El crimen en nuestro diario vivir, por esencia, es silencioso. Noto, sin embargo, varias modalidades en ese silencio: "se calla", "lo callan" "nos callamos" Siempre me he asombrado del gran despliegue informativo con cada caso excepcional, y entonces es cuando pienso que la función investigativa y periodística no sólo debería ser actual y contemporánea, sino también pasada, en retrospectiva, y principalmente, preventiva. Hay que contarlo todo ya, para que antes de que empecemos nuevos debates informativos y judiciales, no haya otro nombre de por medio.

LOS ECOS DE PETRO



31 DE MARZO

Una cosa es cierta: se seguirá hablando de la destitución-y lo que en mi opinión es aún más grave- la inhabilitación del ex-alcalde de Bogotá por mucho rato más. No sólo sus discursos serán la causa de los múltiples titulares. Cada vez que se hable de la reestructuración de la capital su nombre surgirá, y, especialmente, cada vez que se recopilen casos en donde la vara de la justicia haya sido aplicada en una total desproporción con esta sentencia, volveremos a hacer resúmenes de su vida política. Cuánto han colaborado las redes en el último caso, en donde, seguidores o no de Petro aún se preguntan las diferencias conceptuales entre la realidad de Samuel Moreno y su tímida condena, y los sonantes 15 años de esta, e igualmente, entre el desastre ambiental del Casanare, y la incógnita que nos surge por sus responsables, frente a tres días sin recolección de basura y el escándalo mediático posterior. 

Personalmente, hay un aspecto que zumba mi cabeza-con todo lo errático de la metáfora- cada vez que estudio el caso Petro, y no es otro que el relacionado con los diálogos de paz realizados en Cuba. Si hay algo más preocupante que su continuidad en escenario de guerra, es la lejana- porque aún se ve lejana- aplicación de la amnistía una vez se hayan firmados. La historia dejaría en ridículo cualquier conversación, y creo que lo sigue haciendo. Muertes hay muchas: Álvaro Garcés Parra, Bernardo Jaramillo Ossa, Carlos Pizarro, Óscar William Calvo, su hermano... ¿Petro? ¿Acaso no hay una clara intención, en medio de este agitado escenario político, de alejar al ex-combatiente de las disputas por el poder en el país? ¿De "matarlo"?
La reinserción, sin duda, es la etapa más complicada de cualquier desmovilización. Se juntan en ella la justicia y el olvido, en una mezcla espesa e indisoluble. Luego está la recuperación de esa vida civil que no sólo depende de las nuevas actitudes del antes guerrillero, y de las garantías que para estas se den, sino también de la aceptación continua de demás ciudadanos. Por último está esa oscura participación política de oposición, que casi nunca se alcanza, porque casi nunca "dejan hacer": o es el gatillo, o es el papel.
Si la paz empezó con una intención estatal de alcanzarla, ¿no debería haber entonces una voluntad política que la refleje? ¿No deberían ser los cargos públicos semilleros de justicia y verdad? A la verdadera violencia que yo le temo, algunos críticos le llaman corrupción.
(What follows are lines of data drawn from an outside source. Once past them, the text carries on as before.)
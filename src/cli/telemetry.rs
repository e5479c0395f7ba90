use anyhow::Result;
use opentelemetry::{global, trace::TracerProvider as _, KeyValue};
use opentelemetry_otlp::WithExportConfig;
use opentelemetry_sdk::{
    propagation::TraceContextPropagator,
    trace::{SdkTracerProvider, Tracer},
    Resource,
};
use std::{env::var, sync::OnceLock, time::Duration};
use tracing::{debug, Level};
use tracing_subscriber::{fmt, layer::SubscriberExt, EnvFilter, Registry};
use ulid::Ulid;

static TRACER_PROVIDER: OnceLock<SdkTracerProvider> = OnceLock::new();

fn normalize_endpoint(ep: String) -> String {
    if ep.starts_with("http://") || ep.starts_with("https://") {
        ep
    } else {
        // Plain gRPC when no scheme is supplied
        format!("http://{}", ep.trim_end_matches('/'))
    }
}

fn init_tracer(endpoint: String) -> Result<Tracer> {
    let endpoint = normalize_endpoint(endpoint);

    let exporter = opentelemetry_otlp::SpanExporter::builder()
        .with_tonic()
        .with_endpoint(&endpoint)
        .with_timeout(Duration::from_secs(3))
        .build()?;

    let instance_id = var("OTEL_SERVICE_INSTANCE_ID").unwrap_or_else(|_| Ulid::new().to_string());

    let trace_provider = SdkTracerProvider::builder()
        .with_batch_exporter(exporter)
        .with_resource(
            Resource::builder_empty()
                .with_attributes(vec![
                    KeyValue::new("service.name", env!("CARGO_PKG_NAME")),
                    KeyValue::new("service.version", env!("CARGO_PKG_VERSION")),
                    KeyValue::new("service.instance.id", instance_id),
                ])
                .build(),
        )
        .build();

    // Kept for shutdown
    let _ = TRACER_PROVIDER.set(trace_provider.clone());

    global::set_tracer_provider(trace_provider.clone());
    global::set_text_map_propagator(TraceContextPropagator::new());

    Ok(trace_provider.tracer(env!("CARGO_PKG_NAME")))
}

/// Initialize logging + (optional) tracing exporter.
/// Tracing is enabled if `OTEL_EXPORTER_OTLP_ENDPOINT` is set (gRPC only).
///
/// Logs go to stderr so they never interleave with the screen on stdout.
///
/// # Errors
///
/// Returns an error if tracer or subscriber initialization fails
pub fn init(verbosity_level: Option<Level>) -> Result<()> {
    let verbosity_level = verbosity_level.unwrap_or(Level::ERROR);

    let fmt_layer = fmt::layer()
        .with_writer(std::io::stderr)
        .with_target(false)
        .compact();

    let filter = EnvFilter::builder()
        .with_default_directive(verbosity_level.into())
        .from_env_lossy()
        .add_directive("hyper=error".parse()?)
        .add_directive("tokio=error".parse()?)
        .add_directive("opentelemetry_sdk=warn".parse()?);

    if let Ok(endpoint) = var("OTEL_EXPORTER_OTLP_ENDPOINT") {
        let tracer = init_tracer(endpoint)?;
        let otel_layer = tracing_opentelemetry::layer().with_tracer(tracer);

        let subscriber = Registry::default()
            .with(fmt_layer)
            .with(otel_layer)
            .with(filter);
        tracing::subscriber::set_global_default(subscriber)?;
    } else {
        let subscriber = Registry::default().with(fmt_layer).with(filter);
        tracing::subscriber::set_global_default(subscriber)?;
    }

    Ok(())
}

/// Gracefully shut down tracer provider (noop if not initialized)
pub fn shutdown_tracer() {
    if let Some(tp) = TRACER_PROVIDER.get() {
        debug!("shutting down tracer provider");
        let _ = tp.shutdown();
        debug!("tracer provider shutdown complete");
    }
}
use crate::service::simulated::DEFAULT_ACCEPTED_CODE;
use clap::{Arg, Command};

pub const ARG_API_BASE_URL: &str = "api-base-url";
pub const ARG_REQUEST_TIMEOUT: &str = "request-timeout-seconds";
pub const ARG_OTP_TTL: &str = "otp-ttl-seconds";
pub const ARG_SIMULATED_CODE: &str = "simulated-code";
pub const ARG_SIMULATED_LATENCY: &str = "simulated-latency-ms";

/// Backend selection shared by every subcommand.
#[must_use]
pub fn with_args(command: Command) -> Command {
    command
        .arg(
            Arg::new(ARG_API_BASE_URL)
                .long(ARG_API_BASE_URL)
                .help("InvoicePro API base URL, example: https://api.invoicepro.io")
                .long_help(
                    "InvoicePro API base URL. When not set, an in-process simulated backend is used.",
                )
                .env("INVOICEPRO_API_BASE_URL")
                .global(true),
        )
        .arg(
            Arg::new(ARG_REQUEST_TIMEOUT)
                .long(ARG_REQUEST_TIMEOUT)
                .help("Timeout in seconds for each API call")
                .default_value("10")
                .env("INVOICEPRO_REQUEST_TIMEOUT_SECONDS")
                .global(true)
                .value_parser(clap::value_parser!(u64).range(1..)),
        )
        .arg(
            Arg::new(ARG_OTP_TTL)
                .long(ARG_OTP_TTL)
                .help("Seconds before an issued code expires and resend becomes available")
                .default_value("900")
                .env("INVOICEPRO_OTP_TTL_SECONDS")
                .global(true)
                .value_parser(clap::value_parser!(u32)),
        )
        .arg(
            Arg::new(ARG_SIMULATED_CODE)
                .long(ARG_SIMULATED_CODE)
                .help("Code accepted by the simulated backend")
                .default_value(DEFAULT_ACCEPTED_CODE)
                .env("INVOICEPRO_SIMULATED_CODE")
                .global(true),
        )
        .arg(
            Arg::new(ARG_SIMULATED_LATENCY)
                .long(ARG_SIMULATED_LATENCY)
                .help("Verify latency of the simulated backend in milliseconds, resend takes half")
                .default_value("2000")
                .env("INVOICEPRO_SIMULATED_LATENCY_MS")
                .global(true)
                .value_parser(clap::value_parser!(u64)),
        )
}
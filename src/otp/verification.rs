//! Verification status and the errors a submit can end in.

use crate::service::{ServiceError, VerifyResponse};
use thiserror::Error;

pub const INCOMPLETE_CODE_MESSAGE: &str = "Please enter the complete 6-digit OTP";
pub const VERIFIED_MESSAGE: &str = "Email verified successfully! Redirecting...";
pub const MISMATCH_MESSAGE: &str = "Invalid OTP code. Please try again.";
pub const VERIFY_UNAVAILABLE_MESSAGE: &str = "Verification failed. Please try again.";
pub const RESEND_UNAVAILABLE_MESSAGE: &str = "Failed to resend OTP. Please try again.";

#[derive(Clone, Debug, Default, PartialEq, Eq)]
pub enum VerificationStatus {
    #[default]
    Idle,
    Submitting,
    Succeeded,
    Failed(String),
}

impl VerificationStatus {
    #[must_use]
    pub fn is_submitting(&self) -> bool {
        matches!(self, Self::Submitting)
    }

    #[must_use]
    pub fn error_message(&self) -> Option<&str> {
        match self {
            Self::Failed(message) => Some(message),
            _ => None,
        }
    }
}

/// Which external call an unavailability refers to.
#[derive(Clone, Copy, Debug, PartialEq, Eq)]
pub enum Operation {
    Verify,
    Resend,
}

impl Operation {
    #[must_use]
    pub const fn unavailable_message(self) -> &'static str {
        match self {
            Self::Verify => VERIFY_UNAVAILABLE_MESSAGE,
            Self::Resend => RESEND_UNAVAILABLE_MESSAGE,
        }
    }
}

/// Every variant is recoverable; `Display` is the message shown to the user.
#[derive(Debug, Error)]
pub enum OtpError {
    #[error("{}", INCOMPLETE_CODE_MESSAGE)]
    IncompleteCode,
    #[error("{}", .message.as_deref().unwrap_or(MISMATCH_MESSAGE))]
    CodeMismatch { message: Option<String> },
    #[error("{}", .operation.unavailable_message())]
    ServiceUnavailable {
        operation: Operation,
        #[source]
        source: ServiceError,
    },
}

impl OtpError {
    #[must_use]
    pub fn unavailable(operation: Operation, source: ServiceError) -> Self {
        Self::ServiceUnavailable { operation, source }
    }
}

/// Splits a verification call result into "verified" or a typed failure.
///
/// # Errors
/// Returns `CodeMismatch` when the service rejected the code and
/// `ServiceUnavailable` when the call itself failed.
pub fn classify(result: Result<VerifyResponse, ServiceError>) -> Result<VerifyResponse, OtpError> {
    match result {
        Ok(response) if response.verified => Ok(response),
        Ok(response) => Err(OtpError::CodeMismatch {
            message: response.message.filter(|message| !message.trim().is_empty()),
        }),
        Err(err) => Err(OtpError::unavailable(Operation::Verify, err)),
    }
}
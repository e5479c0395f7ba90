pub mod actions;
pub mod commands;
pub mod dispatch;
pub mod telemetry;
pub mod terminal;

mod start;
pub use self::start::start;
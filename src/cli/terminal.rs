//! Line-oriented terminal front end for the verification screen.
//!
//! Cells are addressed 1 to 6 on the command line.

use crate::otp::{format_mm_ss, Input, Render, ScreenView, VerificationStatus, CODE_LENGTH};
use std::io::Write;

pub const HELP: &str = "\
Commands:
  d <cell> <digit>   type a digit into a cell (cells are 1-6)
  x <cell>           clear a cell
  b <cell>           backspace in a cell
  f <cell>           focus a cell
  p <text>           paste text
  123456             paste six digits and submit
  s                  submit
  r                  resend a new code (after expiry)
  q                  quit
  h                  this help";

#[derive(Debug, PartialEq, Eq)]
pub enum Line {
    Inputs(Vec<Input>),
    Help,
}

/// Parses one line typed by the user.
///
/// # Errors
/// Returns a message describing the problem when the line is not a command.
pub fn parse_line(line: &str) -> Result<Line, String> {
    let line = line.trim();
    let (command, rest) = line
        .split_once(char::is_whitespace)
        .map_or((line, ""), |(command, rest)| (command, rest.trim()));

    let inputs = match command {
        "" => Vec::new(),
        "h" | "?" | "help" => return Ok(Line::Help),
        "s" => vec![Input::Submit],
        "r" => vec![Input::Resend],
        "q" => vec![Input::Dismiss],
        "p" => vec![Input::Paste(rest.to_string())],
        "d" => {
            let (cell, digit) = rest
                .split_once(char::is_whitespace)
                .ok_or_else(|| "usage: d <cell> <digit>".to_string())?;
            vec![Input::Digit {
                index: parse_cell(cell)?,
                value: digit.trim().to_string(),
            }]
        }
        "x" => vec![Input::Digit {
            index: parse_cell(rest)?,
            value: String::new(),
        }],
        "b" => vec![Input::Backspace {
            index: parse_cell(rest)?,
        }],
        "f" => vec![Input::Focus {
            index: parse_cell(rest)?,
        }],
        code if rest.is_empty()
            && code.len() == CODE_LENGTH
            && code.chars().all(|c| c.is_ascii_digit()) =>
        {
            vec![Input::Paste(code.to_string()), Input::Submit]
        }
        other => return Err(format!("unknown command: {other} (h for help)")),
    };

    Ok(Line::Inputs(inputs))
}

fn parse_cell(cell: &str) -> Result<usize, String> {
    match cell.trim().parse::<usize>() {
        Ok(cell) if (1..=CODE_LENGTH).contains(&cell) => Ok(cell - 1),
        _ => Err(format!("cell must be between 1 and {CODE_LENGTH}")),
    }
}

/// Draws a full screen.
#[must_use]
pub fn render_view(view: &ScreenView) -> String {
    let mut lines = vec![
        "Verify your email".to_string(),
        format!("Code sent to {}", view.masked_email),
        view.cells.to_string(),
    ];

    lines.push(format!("Expires in: {}", view.time_left));
    if view.expired {
        lines.push("Code expired".to_string());
    }

    if let Some(error) = &view.error {
        lines.push(format!("Error: {error}"));
    }
    if let Some(success) = &view.success {
        lines.push(format!("Success: {success}"));
    }

    let submit = match view.status {
        VerificationStatus::Submitting => "Verifying...",
        VerificationStatus::Succeeded => "Verified",
        _ if view.submit_enabled => "Verify [s]",
        _ => "Verify (enter all 6 digits)",
    };
    lines.push(submit.to_string());

    let resend = if view.resend.in_flight {
        "Resending...".to_string()
    } else if view.resend.can_resend() {
        "Resend [r]".to_string()
    } else {
        format!("Resend in {}", format_mm_ss(view.seconds_remaining))
    };
    lines.push(resend);

    lines.join("\n")
}

/// Writes views to a terminal.
///
/// A view that differs from the previous one only by the clock rewrites the
/// clock line in place instead of redrawing the screen.
pub struct TerminalRenderer<W: Write> {
    out: W,
    last: Option<ScreenView>,
    inline_clock: bool,
}

impl<W: Write> TerminalRenderer<W> {
    pub fn new(out: W) -> Self {
        Self {
            out,
            last: None,
            inline_clock: false,
        }
    }

    pub fn into_inner(self) -> W {
        self.out
    }

    fn only_clock_changed(&self, view: &ScreenView) -> bool {
        self.last.as_ref().is_some_and(|last| {
            let mut last = last.clone();
            last.seconds_remaining = view.seconds_remaining;
            last.time_left.clone_from(&view.time_left);
            last == *view
        })
    }

    fn write(&mut self, view: &ScreenView) -> std::io::Result<()> {
        if self.only_clock_changed(view) {
            write!(self.out, "\rExpires in: {}", view.time_left)?;
            self.inline_clock = true;
        } else {
            if self.inline_clock {
                writeln!(self.out)?;
                self.inline_clock = false;
            }
            writeln!(self.out, "\n{}", render_view(view))?;
        }
        self.out.flush()
    }
}

impl<W: Write> Render for TerminalRenderer<W> {
    fn render(&mut self, view: &ScreenView) {
        if let Err(err) = self.write(view) {
            tracing::warn!(error = %err, "failed to draw screen");
        }
        self.last = Some(view.clone());
    }
}
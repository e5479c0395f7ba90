use crate::cli::{actions::Action, commands, dispatch, telemetry};
use anyhow::Result;

/// Map verbosity count to tracing level
const fn get_verbosity_level(verbosity: u8) -> Option<tracing::Level> {
    match verbosity {
        0 => None,
        1 => Some(tracing::Level::WARN),
        2 => Some(tracing::Level::INFO),
        3 => Some(tracing::Level::DEBUG),
        _ => Some(tracing::Level::TRACE),
    }
}

/// Main entry point for the CLI - builds and returns the Action
///
/// # Errors
///
/// Returns an error if argument parsing, telemetry initialization, or action dispatch fails
pub fn start() -> Result<Action> {
    let matches = commands::new().get_matches();

    let verbosity_level = get_verbosity_level(commands::logging::verbosity(&matches));

    telemetry::init(verbosity_level)?;

    dispatch::handler(&matches)
}

#[cfg(test)]
mod tests {
    use super::*;

    #[test]
    fn test_get_verbosity_level() {
        assert_eq!(get_verbosity_level(0), None);
        assert_eq!(get_verbosity_level(1), Some(tracing::Level::WARN));
        assert_eq!(get_verbosity_level(2), Some(tracing::Level::INFO));
        assert_eq!(get_verbosity_level(3), Some(tracing::Level::DEBUG));
        assert_eq!(get_verbosity_level(9), Some(tracing::Level::TRACE));
    }
}
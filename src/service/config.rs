//! Endpoint and timeout settings for the HTTP backend.

use super::ServiceError;
use std::time::Duration;
use url::Url;

/// Default request timeout applied to every call.
pub const DEFAULT_TIMEOUT: Duration = Duration::from_secs(10);

#[derive(Clone, Debug)]
pub struct ClientConfig {
    base_url: Url,
    timeout: Duration,
}

impl ClientConfig {
    /// Parses the API base URL.
    ///
    /// # Errors
    /// Returns `ServiceError::Config` if the URL is empty or invalid.
    pub fn new(base_url: &str) -> Result<Self, ServiceError> {
        let trimmed = base_url.trim();
        if trimmed.is_empty() {
            return Err(ServiceError::Config("API base URL is empty".to_string()));
        }

        let mut base_url = Url::parse(trimmed)
            .map_err(|err| ServiceError::Config(format!("Invalid API base URL: {err}")))?;

        // Url::join drops the last path segment unless the base ends with '/'.
        if !base_url.path().ends_with('/') {
            let path = format!("{}/", base_url.path());
            base_url.set_path(&path);
        }

        Ok(Self {
            base_url,
            timeout: DEFAULT_TIMEOUT,
        })
    }

    #[must_use]
    pub fn with_timeout_seconds(mut self, seconds: u64) -> Self {
        self.timeout = Duration::from_secs(seconds);
        self
    }

    #[must_use]
    pub fn with_timeout(mut self, timeout: Duration) -> Self {
        self.timeout = timeout;
        self
    }

    /// Zero timeouts fall back to the default.
    #[must_use]
    pub fn timeout(&self) -> Duration {
        if self.timeout.is_zero() {
            DEFAULT_TIMEOUT
        } else {
            self.timeout
        }
    }

    #[must_use]
    pub fn base_url(&self) -> &Url {
        &self.base_url
    }

    /// Resolves an API path against the base URL.
    ///
    /// # Errors
    /// Returns `ServiceError::Config` if the path cannot be joined.
    pub fn endpoint(&self, path: &str) -> Result<Url, ServiceError> {
        self.base_url
            .join(path.trim().trim_start_matches('/'))
            .map_err(|err| ServiceError::Config(format!("Invalid endpoint {path}: {err}")))
    }
}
lunes, 24 de marzo de 2014

¿DE QUÉ ESTÁ PINTADA LA BIENAL?

Presentación sonora.

El peor error que cometí al hacer un recorrido que inició en el Palacio de la Inquisición y terminó en la Presentación, es que creí que me iba a relajar viendo arte. Como si se permitiera el bostezo y el susurro en el pasar parsimonioso entre cuadros, maquetas, videos, basura. Sí, vi muchos intentos de performances inentendibles y de desordenes nada artísticos. He ahí otro error. Como si yo pudiera clasificar según un patrón lo que de por sí quiere salirse de uno. Entonces solo me queda el ahogo, el dolor de cabeza, la horrible sensación de ser burlada.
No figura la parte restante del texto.